- AIM OF THE EXERCISE
After finding the line containing "row, if any." below, please output that line and each following one through the line containing "is an error.", exactly as written.

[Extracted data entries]
===============
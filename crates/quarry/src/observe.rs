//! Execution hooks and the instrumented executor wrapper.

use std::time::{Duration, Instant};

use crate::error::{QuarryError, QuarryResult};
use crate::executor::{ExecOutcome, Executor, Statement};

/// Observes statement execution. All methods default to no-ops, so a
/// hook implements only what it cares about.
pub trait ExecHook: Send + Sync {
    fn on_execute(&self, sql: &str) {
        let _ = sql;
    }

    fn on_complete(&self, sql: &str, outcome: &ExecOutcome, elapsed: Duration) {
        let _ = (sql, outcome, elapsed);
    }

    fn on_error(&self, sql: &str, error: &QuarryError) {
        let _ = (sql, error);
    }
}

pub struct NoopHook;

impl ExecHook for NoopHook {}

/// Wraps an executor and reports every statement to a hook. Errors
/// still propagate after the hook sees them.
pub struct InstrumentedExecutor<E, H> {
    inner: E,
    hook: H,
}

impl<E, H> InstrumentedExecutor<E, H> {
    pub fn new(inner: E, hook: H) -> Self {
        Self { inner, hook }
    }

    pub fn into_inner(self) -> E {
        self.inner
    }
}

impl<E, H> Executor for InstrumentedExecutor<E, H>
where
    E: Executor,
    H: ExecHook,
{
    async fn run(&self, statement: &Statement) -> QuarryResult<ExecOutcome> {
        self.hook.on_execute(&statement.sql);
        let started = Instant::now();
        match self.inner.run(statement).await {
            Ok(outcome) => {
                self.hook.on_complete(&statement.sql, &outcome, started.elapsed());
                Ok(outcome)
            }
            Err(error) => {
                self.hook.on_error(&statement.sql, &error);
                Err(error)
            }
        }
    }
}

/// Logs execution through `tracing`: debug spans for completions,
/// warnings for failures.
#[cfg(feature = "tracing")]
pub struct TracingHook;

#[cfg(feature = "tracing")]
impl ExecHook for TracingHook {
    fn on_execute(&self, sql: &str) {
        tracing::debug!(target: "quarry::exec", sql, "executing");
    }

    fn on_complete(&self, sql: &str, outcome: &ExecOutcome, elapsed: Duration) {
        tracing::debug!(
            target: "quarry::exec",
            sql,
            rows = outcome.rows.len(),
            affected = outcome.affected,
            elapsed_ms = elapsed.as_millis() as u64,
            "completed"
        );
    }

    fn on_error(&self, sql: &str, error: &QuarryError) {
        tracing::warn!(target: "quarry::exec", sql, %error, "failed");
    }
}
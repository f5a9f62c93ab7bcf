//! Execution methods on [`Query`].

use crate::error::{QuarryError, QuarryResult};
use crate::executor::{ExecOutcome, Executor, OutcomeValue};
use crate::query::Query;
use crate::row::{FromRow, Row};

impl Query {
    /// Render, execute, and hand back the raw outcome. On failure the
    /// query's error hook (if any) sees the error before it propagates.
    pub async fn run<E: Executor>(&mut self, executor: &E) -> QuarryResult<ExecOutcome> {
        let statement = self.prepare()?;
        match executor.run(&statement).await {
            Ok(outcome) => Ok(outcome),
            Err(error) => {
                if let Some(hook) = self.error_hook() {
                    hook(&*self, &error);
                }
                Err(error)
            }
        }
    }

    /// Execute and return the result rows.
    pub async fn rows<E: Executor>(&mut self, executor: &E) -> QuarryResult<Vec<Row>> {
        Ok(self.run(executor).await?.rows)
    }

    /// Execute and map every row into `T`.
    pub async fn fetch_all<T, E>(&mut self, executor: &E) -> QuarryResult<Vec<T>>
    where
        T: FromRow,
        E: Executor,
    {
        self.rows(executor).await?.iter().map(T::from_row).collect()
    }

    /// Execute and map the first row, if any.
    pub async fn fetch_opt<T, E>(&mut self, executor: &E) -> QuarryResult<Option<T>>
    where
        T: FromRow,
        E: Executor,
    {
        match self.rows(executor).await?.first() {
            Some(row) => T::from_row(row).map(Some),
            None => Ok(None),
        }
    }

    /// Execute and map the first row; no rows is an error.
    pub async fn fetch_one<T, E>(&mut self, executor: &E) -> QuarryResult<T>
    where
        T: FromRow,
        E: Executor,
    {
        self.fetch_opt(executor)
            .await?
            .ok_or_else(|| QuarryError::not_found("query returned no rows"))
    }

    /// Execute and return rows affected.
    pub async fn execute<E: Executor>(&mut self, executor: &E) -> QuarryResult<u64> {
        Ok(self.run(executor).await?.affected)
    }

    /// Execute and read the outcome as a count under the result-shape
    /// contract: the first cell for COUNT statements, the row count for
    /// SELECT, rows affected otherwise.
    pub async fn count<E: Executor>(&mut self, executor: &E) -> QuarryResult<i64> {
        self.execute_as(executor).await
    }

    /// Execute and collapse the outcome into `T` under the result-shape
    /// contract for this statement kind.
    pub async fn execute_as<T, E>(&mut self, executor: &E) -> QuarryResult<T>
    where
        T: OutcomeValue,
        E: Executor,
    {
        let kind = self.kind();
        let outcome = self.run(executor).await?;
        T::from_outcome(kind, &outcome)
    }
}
===============
- SOLUTION TO THE EXERCISE
    /// Execute and map the first row, if any.
    pub async fn fetch_opt<T, E>(&mut self, executor: &E) -> QuarryResult<Option<T>>
    where
        T: FromRow,
        E: Executor,
    {
        match self.rows(executor).await?.first() {
            Some(row) => T::from_row(row).map(Some),
            None => Ok(None),
        }
    }

    /// Execute and map the first row; no rows is an error.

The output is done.